//! View routes
//!
//! Server-rendered pages: home, user directory, public profiles. All of
//! them are computable without authentication; a signed-in viewer gets
//! personalized navigation chrome. Markup is built with `format!` and
//! every dynamic value is escaped.

use axum::{
    Router,
    extract::{Path, State},
    http::StatusCode,
    response::{Html, IntoResponse, Redirect, Response},
    routing::get,
};
use html_escape::{encode_double_quoted_attribute, encode_text};

use crate::AppState;
use crate::auth::MaybeUser;
use crate::data::AccountRecord;
use crate::error::AppError;

/// Create the view router
///
/// Routes:
/// - GET / - Redirect to /home
/// - GET /home - Home page
/// - GET /profile/:username - Public profile page
/// - GET /users - User directory
pub fn pages_router() -> Router<AppState> {
    Router::new()
        .route("/", get(index))
        .route("/home", get(home))
        .route("/profile/:username", get(profile))
        .route("/users", get(users_directory))
}

/// The signed-in viewer's account, when there is one.
///
/// A live session whose account record is missing renders like a signed-
/// out viewer rather than failing the page.
async fn resolve_viewer(
    state: &AppState,
    user: &MaybeUser,
) -> Result<Option<AccountRecord>, AppError> {
    match &user.0 {
        Some(session) => state.accounts.find_by_email(&session.principal.email).await,
        None => Ok(None),
    }
}

// =============================================================================
// Handlers
// =============================================================================

/// GET /
async fn index() -> impl IntoResponse {
    Redirect::to("/home")
}

/// GET /home
async fn home(State(state): State<AppState>, user: MaybeUser) -> Result<Response, AppError> {
    let viewer = resolve_viewer(&state, &user).await?;
    Ok(Html(render_home(viewer.as_ref())).into_response())
}

/// GET /profile/:username
///
/// Resolves a second account by the path's username; an unknown username
/// is a not-found page, not an authentication failure.
async fn profile(
    State(state): State<AppState>,
    Path(username): Path<String>,
    user: MaybeUser,
) -> Result<Response, AppError> {
    let viewer = resolve_viewer(&state, &user).await?;

    let Some(account) = state.accounts.find_by_username(&username).await? else {
        return Ok((StatusCode::NOT_FOUND, Html(render_not_found(&username))).into_response());
    };

    Ok(Html(render_profile(viewer.as_ref(), &account)).into_response())
}

/// GET /users
async fn users_directory(
    State(state): State<AppState>,
    user: MaybeUser,
) -> Result<Response, AppError> {
    let viewer = resolve_viewer(&state, &user).await?;
    let accounts = state.accounts.list_accounts().await?;
    Ok(Html(render_users(viewer.as_ref(), &accounts)).into_response())
}

// =============================================================================
// Rendering
// =============================================================================

/// Shared page shell: head, navigation chrome, body
fn render_page(viewer: Option<&AccountRecord>, title: &str, body: &str) -> String {
    let nav = match viewer {
        Some(account) => format!(
            r#"<img class="nav-thumb" src="{thumb}" alt="">
            <span class="nav-name">{name}</span>
            <a href="/api/v1/logout">Sign out</a>"#,
            thumb = encode_double_quoted_attribute(&account.thumb_url),
            name = encode_text(&account.display_name),
        ),
        None => r#"<a href="/api/v1/auth/provider">Sign in</a>"#.to_string(),
    };

    format!(
        r#"<!DOCTYPE html>
<html>
<head>
    <title>{title} - Portico</title>
    <link rel="stylesheet" href="/resources/style.css">
</head>
<body>
    <nav>
        <a href="/home">Home</a>
        <a href="/users">People</a>
        {nav}
    </nav>
    {body}
</body>
</html>
"#,
        title = encode_text(title),
    )
}

fn render_home(viewer: Option<&AccountRecord>) -> String {
    let body = match viewer {
        Some(account) => format!(
            r#"<h1>Welcome back, {name}</h1>
    <p><a href="/profile/{username}">Your profile</a></p>"#,
            name = encode_text(&account.display_name),
            username = urlencoding::encode(&account.username),
        ),
        None => r#"<h1>Welcome to Portico</h1>
    <p>Sign in to join the directory.</p>"#
            .to_string(),
    };

    render_page(viewer, "Home", &body)
}

fn render_profile(viewer: Option<&AccountRecord>, account: &AccountRecord) -> String {
    let body = format!(
        r#"<article class="profile">
        <img class="profile-thumb" src="{thumb}" alt="">
        <h1>{display_name}</h1>
        <p class="profile-username">@{username}</p>
        <p class="profile-description">{description}</p>
    </article>"#,
        thumb = encode_double_quoted_attribute(&account.thumb_url),
        display_name = encode_text(&account.display_name),
        username = encode_text(&account.username),
        description = encode_text(&account.description),
    );

    render_page(viewer, &account.display_name, &body)
}

fn render_users(viewer: Option<&AccountRecord>, accounts: &[AccountRecord]) -> String {
    let mut cards = String::new();
    for account in accounts {
        cards.push_str(&format!(
            r#"<li class="user-card">
            <img class="user-thumb" src="{thumb}" alt="">
            <a href="/profile/{link}">{display_name}</a>
            <span class="user-username">@{username}</span>
            <p>{description}</p>
        </li>
"#,
            thumb = encode_double_quoted_attribute(&account.thumb_url),
            link = urlencoding::encode(&account.username),
            display_name = encode_text(&account.display_name),
            username = encode_text(&account.username),
            description = encode_text(&account.description),
        ));
    }

    let body = format!(
        r#"<h1>People</h1>
    <ul class="user-list">
{cards}    </ul>"#
    );

    render_page(viewer, "People", &body)
}

fn render_not_found(username: &str) -> String {
    let body = format!(
        r#"<h1>No such profile</h1>
    <p>Nobody here is called {username}.</p>
    <a href="/users">Browse the directory</a>"#,
        username = encode_text(username),
    );

    render_page(None, "Not found", &body)
}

+ + + +

**Description of the task:**
From the first line to the last, return the data exactly as written.

**Solution to this exercise:**
//! View routes
//!
//! Server-rendered pages: home, user directory, public profiles. All of
//! them are computable without authentication; a signed-in viewer gets
//! personalized navigation chrome. Markup is built with `format!` and
//! every dynamic value is escaped.

use axum::{
    Router,
    extract::{Path, State},
    http::StatusCode,
    response::{Html, IntoResponse, Redirect, Response},
    routing::get,
};
use html_escape::{encode_double_quoted_attribute, encode_text};

use crate::AppState;
use crate::auth::MaybeUser;
use crate::data::AccountRecord;
use crate::error::AppError;

/// Create the view router
///
/// Routes:
/// - GET / - Redirect to /home
/// - GET /home - Home page
/// - GET /profile/:username - Public profile page
/// - GET /users - User directory
pub fn pages_router() -> Router<AppState> {
    Router::new()
        .route("/", get(index))
        .route("/home", get(home))
        .route("/profile/:username", get(profile))
        .route("/users", get(users_directory))
}

/// The signed-in viewer's account, when there is one.
///
/// A live session whose account record is missing renders like a signed-
/// out viewer rather than failing the page.
async fn resolve_viewer(
    state: &AppState,
    user: &MaybeUser,
) -> Result<Option<AccountRecord>, AppError> {
    match &user.0 {
        Some(session) => state.accounts.find_by_email(&session.principal.email).await,
        None => Ok(None),
    }
}

// =============================================================================
// Handlers
// =============================================================================

/// GET /
async fn index() -> impl IntoResponse {
    Redirect::to("/home")
}

/// GET /home
async fn home(State(state): State<AppState>, user: MaybeUser) -> Result<Response, AppError> {
    let viewer = resolve_viewer(&state, &user).await?;
    Ok(Html(render_home(viewer.as_ref())).into_response())
}

/// GET /profile/:username
///
/// Resolves a second account by the path's username; an unknown username
/// is a not-found page, not an authentication failure.
async fn profile(
    State(state): State<AppState>,
    Path(username): Path<String>,
    user: MaybeUser,
) -> Result<Response, AppError> {
    let viewer = resolve_viewer(&state, &user).await?;

    let Some(account) = state.accounts.find_by_username(&username).await? else {
        return Ok((StatusCode::NOT_FOUND, Html(render_not_found(&username))).into_response());
    };

    Ok(Html(render_profile(viewer.as_ref(), &account)).into_response())
}

/// GET /users
async fn users_directory(
    State(state): State<AppState>,
    user: MaybeUser,
) -> Result<Response, AppError> {
    let viewer = resolve_viewer(&state, &user).await?;
    let accounts = state.accounts.list_accounts().await?;
    Ok(Html(render_users(viewer.as_ref(), &accounts)).into_response())
}

// =============================================================================
// Rendering
// =============================================================================

/// Shared page shell: head, navigation chrome, body
fn render_page(viewer: Option<&AccountRecord>, title: &str, body: &str) -> String {
    let nav = match viewer {
        Some(account) => format!(
            r#"<img class="nav-thumb" src="{thumb}" alt="">
            <span class="nav-name">{name}</span>
            <a href="/api/v1/logout">Sign out</a>"#,
            thumb = encode_double_quoted_attribute(&account.thumb_url),
            name = encode_text(&account.display_name),
        ),
        None => r#"<a href="/api/v1/auth/provider">Sign in</a>"#.to_string(),
    };

    format!(
        r#"<!DOCTYPE html>
<html>
<head>
    <title>{title} - Portico</title>
    <link rel="stylesheet" href="/resources/style.css">
</head>
<body>
    <nav>
        <a href="/home">Home</a>
        <a href="/users">People</a>
        {nav}
    </nav>
    {body}
</body>
</html>
"#,
        title = encode_text(title),
    )
}

fn render_home(viewer: Option<&AccountRecord>) -> String {
    let body = match viewer {
        Some(account) => format!(
            r#"<h1>Welcome back, {name}</h1>
    <p><a href="/profile/{username}">Your profile</a></p>"#,
            name = encode_text(&account.display_name),
            username = urlencoding::encode(&account.username),
        ),
        None => r#"<h1>Welcome to Portico</h1>
    <p>Sign in to join the directory.</p>"#
            .to_string(),
    };

    render_page(viewer, "Home", &body)
}

fn render_profile(viewer: Option<&AccountRecord>, account: &AccountRecord) -> String {
    let body = format!(
        r#"<article class="profile">
        <img class="profile-thumb" src="{thumb}" alt="">
        <h1>{display_name}</h1>
        <p class="profile-username">@{username}</p>
        <p class="profile-description">{description}</p>
    </article>"#,
        thumb = encode_double_quoted_attribute(&account.thumb_url),
        display_name = encode_text(&account.display_name),
        username = encode_text(&account.username),
        description = encode_text(&account.description),
    );

    render_page(viewer, &account.display_name, &body)
}

fn render_users(viewer: Option<&AccountRecord>, accounts: &[AccountRecord]) -> String {
    let mut cards = String::new();
    for account in accounts {
        cards.push_str(&format!(
            r#"<li class="user-card">
            <img class="user-thumb" src="{thumb}" alt="">
            <a href="/profile/{link}">{display_name}</a>
            <span class="user-username">@{username}</span>
            <p>{description}</p>
        </li>
"#,
            thumb = encode_double_quoted_attribute(&account.thumb_url),
            link = urlencoding::encode(&account.username),
            display_name = encode_text(&account.display_name),
            username = encode_text(&account.username),
            description = encode_text(&account.description),
        ));
    }

    let body = format!(
        r#"<h1>People</h1>
    <ul class="user-list">
{cards}    </ul>"#
    );

    render_page(viewer, "People", &body)
}

fn render_not_found(username: &str) -> String {
    let body = format!(
        r#"<h1>No such profile</h1>
    <p>Nobody here is called {username}.</p>
    <a href="/users">Browse the directory</a>"#,
        username = encode_text(username),
    );

    render_page(None, "Not found", &body)
}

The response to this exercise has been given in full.